I don't think there is a guide. I will share my experience.

I started to lower my hoc with the rotary to around 1.75in. below that it was scalping. I got the reel during winter and I just started reel mowing at 1.25in in the spring. So the transition was smooth.

But then my neighbor needed some help with mowing in the fall. To avoid using two mowers I just mowed with the reel from 3in to 1in. The first time I had stragglers and some what brown looking but the lawn took off and looked great without a problem.


----------



## Pete1313 (May 3, 2017)

zeus201 said:


> Get reel mower, go for it, and don't look back.

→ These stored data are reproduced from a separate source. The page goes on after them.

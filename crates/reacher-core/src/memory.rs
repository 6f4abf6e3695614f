//! In-memory [`GameStore`] used by the unit tests in this crate.

use std::{collections::HashMap, convert::Infallible, sync::Mutex};

use chrono::Utc;

use crate::{
  city::{City, CityOption, Clue},
  id::{CityId, InviteId, SessionId},
  invite::{Invite, InviteOutcome, InviteView, Profile},
  session::Session,
  store::GameStore,
};

#[derive(Default)]
struct Inner {
  /// Kept sorted by id, mirroring the SQL backend's `ORDER BY city_id`.
  cities:   Vec<City>,
  sessions: HashMap<SessionId, Session>,
  invites:  HashMap<InviteId, Invite>,
}

#[derive(Default)]
pub struct MemoryStore {
  inner: Mutex<Inner>,
}

/// A city with a little of everything, enough for selection and scoring.
pub fn sample_city(name: &str, country: &str) -> City {
  let now = Utc::now();
  City {
    city_id:    CityId::generate(),
    city:       name.to_owned(),
    country:    country.to_owned(),
    clues:      vec![
      Clue { value: format!("{name} clue one"), difficulty: "easy".into() },
      Clue { value: format!("{name} clue two"), difficulty: "hard".into() },
    ],
    fun_facts:  vec![format!("{name} fact A"), format!("{name} fact B")],
    trivia:     vec![format!("{name} trivia A"), format!("{name} trivia B")],
    created_at: now,
    updated_at: now,
  }
}

impl MemoryStore {
  pub fn with_cities(cities: &[(&str, &str)]) -> Self {
    let store = Self::default();
    for (name, country) in cities {
      store.insert_city(sample_city(name, country));
    }
    store
  }

  pub fn insert_city(&self, city: City) {
    let mut inner = self.inner.lock().unwrap();
    inner.cities.push(city);
    inner.cities.sort_by(|a, b| a.city_id.cmp(&b.city_id));
  }

  pub fn city(&self, id: &CityId) -> Option<City> {
    let inner = self.inner.lock().unwrap();
    inner.cities.iter().find(|c| &c.city_id == id).cloned()
  }

  pub fn city_id_of(&self, name: &str) -> Option<CityId> {
    let inner = self.inner.lock().unwrap();
    inner
      .cities
      .iter()
      .find(|c| c.city == name)
      .map(|c| c.city_id.clone())
  }

  pub fn set_active(&self, id: &SessionId, active: bool) {
    let mut inner = self.inner.lock().unwrap();
    if let Some(session) = inner.sessions.get_mut(id) {
      session.is_active = active;
    }
  }

  pub fn set_points(&self, id: &SessionId, points: i64) {
    let mut inner = self.inner.lock().unwrap();
    if let Some(session) = inner.sessions.get_mut(id) {
      session.points = points;
    }
  }

  pub fn points(&self, id: &SessionId) -> i64 {
    let inner = self.inner.lock().unwrap();
    inner.sessions[id].points
  }
}

impl GameStore for MemoryStore {
  type Error = Infallible;

  async fn count_cities(&self) -> Result<usize, Infallible> {
    Ok(self.inner.lock().unwrap().cities.len())
  }

  async fn city_at(&self, offset: usize) -> Result<Option<City>, Infallible> {
    Ok(self.inner.lock().unwrap().cities.get(offset).cloned())
  }

  async fn get_city(&self, id: CityId) -> Result<Option<City>, Infallible> { Ok(self.city(&id)) }

  async fn cities_excluding(&self, id: CityId) -> Result<Vec<CityOption>, Infallible> {
    let inner = self.inner.lock().unwrap();
    Ok(
      inner
        .cities
        .iter()
        .filter(|c| c.city_id != id)
        .map(City::option)
        .collect(),
    )
  }

  async fn create_session(&self, initial_points: i64) -> Result<Session, Infallible> {
    let now = Utc::now();
    let session = Session {
      session_id: SessionId::generate(),
      points:     initial_points,
      is_active:  true,
      username:   None,
      image_link: None,
      created_at: now,
      updated_at: now,
    };
    let mut inner = self.inner.lock().unwrap();
    inner.sessions.insert(session.session_id.clone(), session.clone());
    Ok(session)
  }

  async fn get_session(&self, id: SessionId) -> Result<Option<Session>, Infallible> {
    Ok(self.inner.lock().unwrap().sessions.get(&id).cloned())
  }

  async fn adjust_points(
    &self,
    id: SessionId,
    delta: i64,
    floor: i64,
  ) -> Result<Option<i64>, Infallible> {
    let mut inner = self.inner.lock().unwrap();
    Ok(inner.sessions.get_mut(&id).map(|session| {
      session.points = (session.points + delta).max(floor);
      session.updated_at = Utc::now();
      session.points
    }))
  }

  async fn create_invite(
    &self,
    session_id: SessionId,
    profile: Profile,
  ) -> Result<InviteOutcome, Infallible> {
    let mut inner = self.inner.lock().unwrap();
    let taken = inner
      .sessions
      .values()
      .any(|s| s.username.as_deref() == Some(profile.username.as_str()));

    let Some(session) = inner.sessions.get_mut(&session_id) else {
      return Ok(InviteOutcome::SessionMissing);
    };
    if session.username.is_some() {
      return Ok(InviteOutcome::AlreadyNamed);
    }
    if taken {
      return Ok(InviteOutcome::UsernameTaken);
    }

    session.username = Some(profile.username);
    session.image_link = Some(profile.image_link);
    session.updated_at = Utc::now();
    let session = session.clone();

    let invite = Invite {
      invite_id:  InviteId::generate(),
      session_id,
      created_at: Utc::now(),
    };
    inner.invites.insert(invite.invite_id.clone(), invite.clone());
    Ok(InviteOutcome::Created { session, invite })
  }

  async fn get_invite(&self, id: InviteId) -> Result<Option<InviteView>, Infallible> {
    let inner = self.inner.lock().unwrap();
    Ok(inner.invites.get(&id).and_then(|invite| {
      inner.sessions.get(&invite.session_id).map(|session| InviteView {
        invite:  invite.clone(),
        session: session.clone(),
      })
    }))
  }
}
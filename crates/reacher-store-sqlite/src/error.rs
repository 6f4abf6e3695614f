//! Error type for `reacher-store-sqlite`.

use thiserror::Error;

#[derive(Debug, Error)]
pub enum Error {
  #[error("core error: {0}")]
  Core(#[from] reacher_core::Error),

  #[error("database error: {0}")]
  Database(#[from] tokio_rusqlite::Error),

  #[error("json error: {0}")]
  Json(#[from] serde_json::Error),

  #[error("date/time parse error: {0}")]
  DateParse(String),
}

pub type Result<T, E = Error> = std::result::Result<T, E>;
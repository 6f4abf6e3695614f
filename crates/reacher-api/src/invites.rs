//! Handlers for `/invite` endpoints.
//!
//! | Method | Path | Notes |
//! |--------|------|-------|
//! | `POST` | `/invite` | `session-id` header; body `{"username":"ada"}` |
//! | `GET`  | `/invite/:id` | No session needed; 404 if not found |

use axum::{
  Json,
  extract::{Path, State},
};
use reacher_core::{
  id::InviteId,
  invite::{self, SharedScore},
  store::GameStore,
};
use serde::{Deserialize, Serialize};

use crate::{
  AppState,
  envelope::{self, Envelope},
  error::ApiError,
  extract::{ApiJson, SessionHeader},
};

// ─── Create ───────────────────────────────────────────────────────────────────

#[derive(Debug, Deserialize)]
pub struct CreateBody {
  pub username: String,
}

#[derive(Debug, Serialize)]
pub struct InviteCreated {
  pub username:     String,
  pub points:       i64,
  pub image_link:   String,
  pub invite_id:    InviteId,
  pub invite_link:  String,
  pub wa_image_url: String,
  pub wa_text:      String,
}

/// `POST /invite`: names the session on first use and records an invite.
pub async fn create<S>(
  State(state): State<AppState<S>>,
  SessionHeader(session_id): SessionHeader,
  ApiJson(body): ApiJson<CreateBody>,
) -> Result<Json<Envelope<InviteCreated>>, ApiError>
where
  S: GameStore,
{
  let (session, invite) =
    invite::create_invite(&*state.store, &session_id, &body.username).await?;
  tracing::info!(%session_id, invite_id = %invite.invite_id, "invite created");

  let image_link = session.image_link.ok_or_else(|| {
    reacher_core::Error::DataIntegrity(format!("session {session_id} was named without an avatar"))
  })?;

  Ok(envelope::ok(InviteCreated {
    username: body.username,
    points: session.points,
    image_link,
    invite_link: state.share.invite_link(&invite.invite_id),
    invite_id: invite.invite_id,
    wa_image_url: state.share.share_image_url.clone(),
    wa_text: state.share.share_text.clone(),
  }))
}

// ─── Get one ──────────────────────────────────────────────────────────────────

/// `GET /invite/:id`
pub async fn get_one<S>(
  State(state): State<AppState<S>>,
  Path(id): Path<String>,
) -> Result<Json<Envelope<SharedScore>>, ApiError>
where
  S: GameStore,
{
  let invite_id = InviteId::parse(&id)?;
  let score = invite::shared_score(&*state.store, &invite_id).await?;
  Ok(envelope::ok(score))
}
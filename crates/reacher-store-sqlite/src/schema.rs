//! SQL schema for the Reacher SQLite store.
//!
//! Executed once at connection startup. Future migrations will be gated on
//! `PRAGMA user_version`.

/// Full schema DDL; idempotent thanks to `CREATE TABLE IF NOT EXISTS`.
pub const SCHEMA: &str = "
PRAGMA journal_mode = WAL;
PRAGMA foreign_keys = ON;

-- Written by the seeding tool only; read by every request.
CREATE TABLE IF NOT EXISTS cities (
    city_id     TEXT PRIMARY KEY,   -- city_<ULID>
    city        TEXT NOT NULL,
    country     TEXT NOT NULL,
    clues       TEXT NOT NULL,      -- JSON array of {value, difficulty}
    fun_facts   TEXT NOT NULL,      -- JSON array of strings
    trivia      TEXT NOT NULL,      -- JSON array of strings
    created_at  TEXT NOT NULL,
    updated_at  TEXT NOT NULL,
    UNIQUE (city, country)
);

CREATE TABLE IF NOT EXISTS sessions (
    session_id  TEXT PRIMARY KEY,   -- sess_<ULID>
    points      INTEGER NOT NULL CHECK (points >= 0),
    is_active   INTEGER NOT NULL DEFAULT 1,
    username    TEXT UNIQUE,        -- assigned once, on first invite
    image_link  TEXT,
    created_at  TEXT NOT NULL,
    updated_at  TEXT NOT NULL
);

-- Invites are never updated or deleted.
CREATE TABLE IF NOT EXISTS invites (
    invite_id   TEXT PRIMARY KEY,   -- invi_<ULID>
    session_id  TEXT NOT NULL REFERENCES sessions(session_id),
    created_at  TEXT NOT NULL
);

CREATE INDEX IF NOT EXISTS invites_session_idx ON invites(session_id);

PRAGMA user_version = 1;
";
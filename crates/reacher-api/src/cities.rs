//! Handlers for `/city` endpoints.
//!
//! | Method | Path | Notes |
//! |--------|------|-------|
//! | `GET`  | `/city/random` | `session-id` header; one clue and four options |
//! | `POST` | `/city/guess/verify` | `session-id` header; body `{"city_id":"city_…","guess_city":"Paris"}` |

use axum::{Json, extract::State};
use rand::{SeedableRng, rngs::SmallRng};
use reacher_core::{
  clue::{self, RandomClue},
  guess::{self, Guess, GuessOutcome},
  store::GameStore,
};

use crate::{
  AppState,
  envelope::{self, Envelope},
  error::ApiError,
  extract::{ApiJson, SessionHeader},
};

/// `GET /city/random`
pub async fn random<S>(
  State(state): State<AppState<S>>,
  SessionHeader(session_id): SessionHeader,
) -> Result<Json<Envelope<RandomClue>>, ApiError>
where
  S: GameStore,
{
  let mut rng = SmallRng::from_entropy();
  let clue = clue::issue_random_clue(&*state.store, &mut rng, &session_id).await?;
  tracing::debug!(%session_id, city_id = %clue.city_id, "clue issued");
  Ok(envelope::ok(clue))
}

/// `POST /city/guess/verify`
pub async fn verify<S>(
  State(state): State<AppState<S>>,
  SessionHeader(session_id): SessionHeader,
  ApiJson(body): ApiJson<Guess>,
) -> Result<Json<Envelope<GuessOutcome>>, ApiError>
where
  S: GameStore,
{
  let mut rng = SmallRng::from_entropy();
  let outcome =
    guess::verify_guess(&*state.store, &state.rules, &mut rng, &session_id, body).await?;

  tracing::info!(
    %session_id,
    correct = outcome.correct,
    total_points = outcome.total_points,
    "guess verified"
  );
  Ok(envelope::ok(outcome))
}
// Copyright 2025 the Quadrille Authors
// SPDX-License-Identifier: Apache-2.0 OR MIT

//! The redraw pipeline: grid, axes, labels, then curves.

use kurbo::Point;
use peniko::Color;
use quadrille_surface::{PlotSurface, PlotSurfaceExt, TextAlign, TextBaseline};
use quadrille_viewport::Viewport;

use crate::registry::PlottedFunction;
use crate::sample;

/// Light gray grid lines.
const GRID_COLOR: Color = Color::from_rgb8(0xe0, 0xe0, 0xe0);
/// Near-black axes and labels.
const INK_COLOR: Color = Color::from_rgb8(0x33, 0x33, 0x33);

const GRID_WIDTH: f64 = 1.0;
const AXIS_WIDTH: f64 = 2.0;
const CURVE_WIDTH: f64 = 2.5;
const LABEL_FONT_SIZE: f32 = 12.0;

/// Renders one full frame into `surface`.
pub(crate) fn render_plot(
    viewport: &Viewport,
    functions: &[PlottedFunction],
    surface: &mut dyn PlotSurface,
) {
    surface.clear();
    draw_grid(viewport, surface);
    draw_axes(viewport, surface);
    draw_axis_labels(viewport, surface);
    for function in functions.iter().filter(|f| f.visible) {
        draw_curve(viewport, function, surface);
    }
}

/// Multiples of `spacing` covering `[start, end]`, widened outward to the
/// enclosing grid lines.
fn spacing_steps(start: f64, end: f64, spacing: f64) -> impl Iterator<Item = f64> {
    #[allow(
        clippy::cast_possible_truncation,
        reason = "grid indices stay tiny over the legal zoom range"
    )]
    let (first, last) = (
        (start / spacing).floor() as i64,
        (end / spacing).ceil() as i64,
    );
    (first..=last).map(move |step| step as f64 * spacing)
}

fn draw_grid(viewport: &Viewport, surface: &mut dyn PlotSurface) {
    let size = viewport.canvas_size();
    let spacing = viewport.grid_spacing();
    surface.set_stroke(GRID_COLOR, GRID_WIDTH);

    let left = viewport.screen_to_world_x(0.0);
    let right = viewport.screen_to_world_x(size.width);
    for world_x in spacing_steps(left, right, spacing) {
        let screen_x = viewport.world_to_screen_x(world_x);
        surface.line(Point::new(screen_x, 0.0), Point::new(screen_x, size.height));
    }

    let bottom = viewport.screen_to_world_y(size.height);
    let top = viewport.screen_to_world_y(0.0);
    for world_y in spacing_steps(bottom, top, spacing) {
        let screen_y = viewport.world_to_screen_y(world_y);
        surface.line(Point::new(0.0, screen_y), Point::new(size.width, screen_y));
    }
}

fn draw_axes(viewport: &Viewport, surface: &mut dyn PlotSurface) {
    let size = viewport.canvas_size();
    let origin = viewport.world_to_screen(Point::ZERO);
    surface.set_stroke(INK_COLOR, AXIS_WIDTH);

    if (0.0..=size.width).contains(&origin.x) {
        surface.line(Point::new(origin.x, 0.0), Point::new(origin.x, size.height));
    }
    if (0.0..=size.height).contains(&origin.y) {
        surface.line(Point::new(0.0, origin.y), Point::new(size.width, origin.y));
    }
}

fn draw_axis_labels(viewport: &Viewport, surface: &mut dyn PlotSurface) {
    let size = viewport.canvas_size();
    let spacing = viewport.grid_spacing();
    let origin = viewport.world_to_screen(Point::ZERO);

    surface.set_fill(INK_COLOR);
    surface.set_font(LABEL_FONT_SIZE, "Arial");

    // X labels sit just below the x axis, pulled back inside the canvas when
    // the axis scrolls out of view.
    surface.set_text_anchor(TextAlign::Center, TextBaseline::Top);
    let label_y = (origin.y + 5.0).max(15.0).min(size.height - 5.0);
    let left = viewport.screen_to_world_x(0.0);
    let right = viewport.screen_to_world_x(size.width);
    for world_x in spacing_steps(left, right, spacing) {
        // The origin gets its own shared label below.
        if world_x.abs() < spacing / 2.0 {
            continue;
        }
        let screen_x = viewport.world_to_screen_x(world_x);
        if (0.0..=size.width).contains(&screen_x) {
            surface.text(format_axis_label(world_x), Point::new(screen_x, label_y));
        }
    }

    // Y labels hang just left of the y axis.
    surface.set_text_anchor(TextAlign::Right, TextBaseline::Middle);
    let label_x = (origin.x - 5.0).max(40.0).min(size.width - 5.0);
    let bottom = viewport.screen_to_world_y(size.height);
    let top = viewport.screen_to_world_y(0.0);
    for world_y in spacing_steps(bottom, top, spacing) {
        if world_y.abs() < spacing / 2.0 {
            continue;
        }
        let screen_y = viewport.world_to_screen_y(world_y);
        if (0.0..=size.height).contains(&screen_y) {
            surface.text(format_axis_label(world_y), Point::new(label_x, screen_y));
        }
    }

    if (0.0..=size.width).contains(&origin.x) && (0.0..=size.height).contains(&origin.y) {
        surface.set_text_anchor(TextAlign::Right, TextBaseline::Top);
        surface.text("0", Point::new(origin.x - 5.0, origin.y + 5.0));
    }
}

fn draw_curve(viewport: &Viewport, function: &PlottedFunction, surface: &mut dyn PlotSurface) {
    surface.set_stroke(function.color, CURVE_WIDTH);
    for segment in sample::sample_curve(function.evaluator.as_ref(), viewport) {
        surface.polyline(segment);
    }
}

/// Formats a world coordinate for an axis label.
///
/// Values round to two decimals with trailing zeros trimmed; magnitudes
/// below `0.01` or at least `1000` switch to exponential notation with one
/// fractional digit (`5.0e-3`, `1.2e3`).
#[must_use]
pub fn format_axis_label(value: f64) -> String {
    if value == 0.0 {
        return "0".to_owned();
    }
    let magnitude = value.abs();
    if magnitude < 0.01 || magnitude >= 1000.0 {
        return format_exponential(value);
    }
    let mut text = format!("{value:.2}");
    while text.ends_with('0') {
        text.pop();
    }
    if text.ends_with('.') {
        text.pop();
    }
    text
}

fn format_exponential(value: f64) -> String {
    let exponent = value.abs().log10().floor();
    let mut mantissa = value / 10_f64.powf(exponent);
    #[allow(
        clippy::cast_possible_truncation,
        reason = "axis label magnitudes keep the exponent tiny"
    )]
    let mut exponent = exponent as i32;
    // Round the mantissa to one fractional digit, carrying into the exponent
    // when it rounds up to 10.
    mantissa = (mantissa * 10.0).round() / 10.0;
    if mantissa.abs() >= 10.0 {
        mantissa /= 10.0;
        exponent += 1;
    }
    format!("{mantissa:.1}e{exponent}")
}
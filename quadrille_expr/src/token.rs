// Copyright 2025 the Quadrille Authors
// SPDX-License-Identifier: Apache-2.0 OR MIT

//! Tokens and source spans.

/// Source location span (byte offsets).
#[derive(Debug, Clone, Copy, PartialEq, Eq)]
pub struct Span {
    /// Offset of the first character.
    pub start: usize,
    /// Offset one past the last character.
    pub end: usize,
}

impl Span {
    /// Creates a span from start and end offsets.
    #[must_use]
    pub fn new(start: usize, end: usize) -> Self {
        Self { start, end }
    }

    /// Returns the smallest span covering both `self` and `other`.
    #[must_use]
    pub fn merge(self, other: Self) -> Self {
        Self {
            start: self.start.min(other.start),
            end: self.end.max(other.end),
        }
    }
}

/// A token produced by the lexer.
#[derive(Debug, Clone, PartialEq)]
pub(crate) struct Token {
    pub(crate) kind: TokenKind,
    pub(crate) span: Span,
}

impl Token {
    pub(crate) fn new(kind: TokenKind, span: Span) -> Self {
        Self { kind, span }
    }
}

#[derive(Debug, Clone, PartialEq)]
pub(crate) enum TokenKind {
    Number(f64),
    Ident(String),

    Plus,
    Minus,
    Star,
    Slash,
    Percent,
    Caret,

    LParen,
    RParen,
    Comma,

    Eof,
}

impl TokenKind {
    /// Whether this token can appear as the last token before implicit multiplication.
    pub(crate) fn can_end_implicit_mul(&self) -> bool {
        matches!(self, Self::Number(_) | Self::Ident(_) | Self::RParen)
    }

    /// Whether this token can appear as the first token after implicit multiplication.
    pub(crate) fn can_start_implicit_mul(&self) -> bool {
        matches!(self, Self::Number(_) | Self::Ident(_) | Self::LParen)
    }
}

Best advice! Just do it! I think the number one thing I hear people say is "my yard is too bumpy to cut that low!" I bet almost anyone can use a greensmower type reel mower and cut their lawn to 1"(maybe lower) without an issue and with minimal leveling. Much of the maintenance is the same as it would be at the higher HOC.


----------



## Thenenk (Sep 14, 2018)

Contemplating going to reel next year, did some leveling with course sand last fall with the overseed and have been able to get my rotary down to the lowest setting. Will do some more sand and roll it this fall just in case I find the reel mower I want next season. I find to lower the HOC on rotary just do daily mows and drop it gradually, the grass likes it!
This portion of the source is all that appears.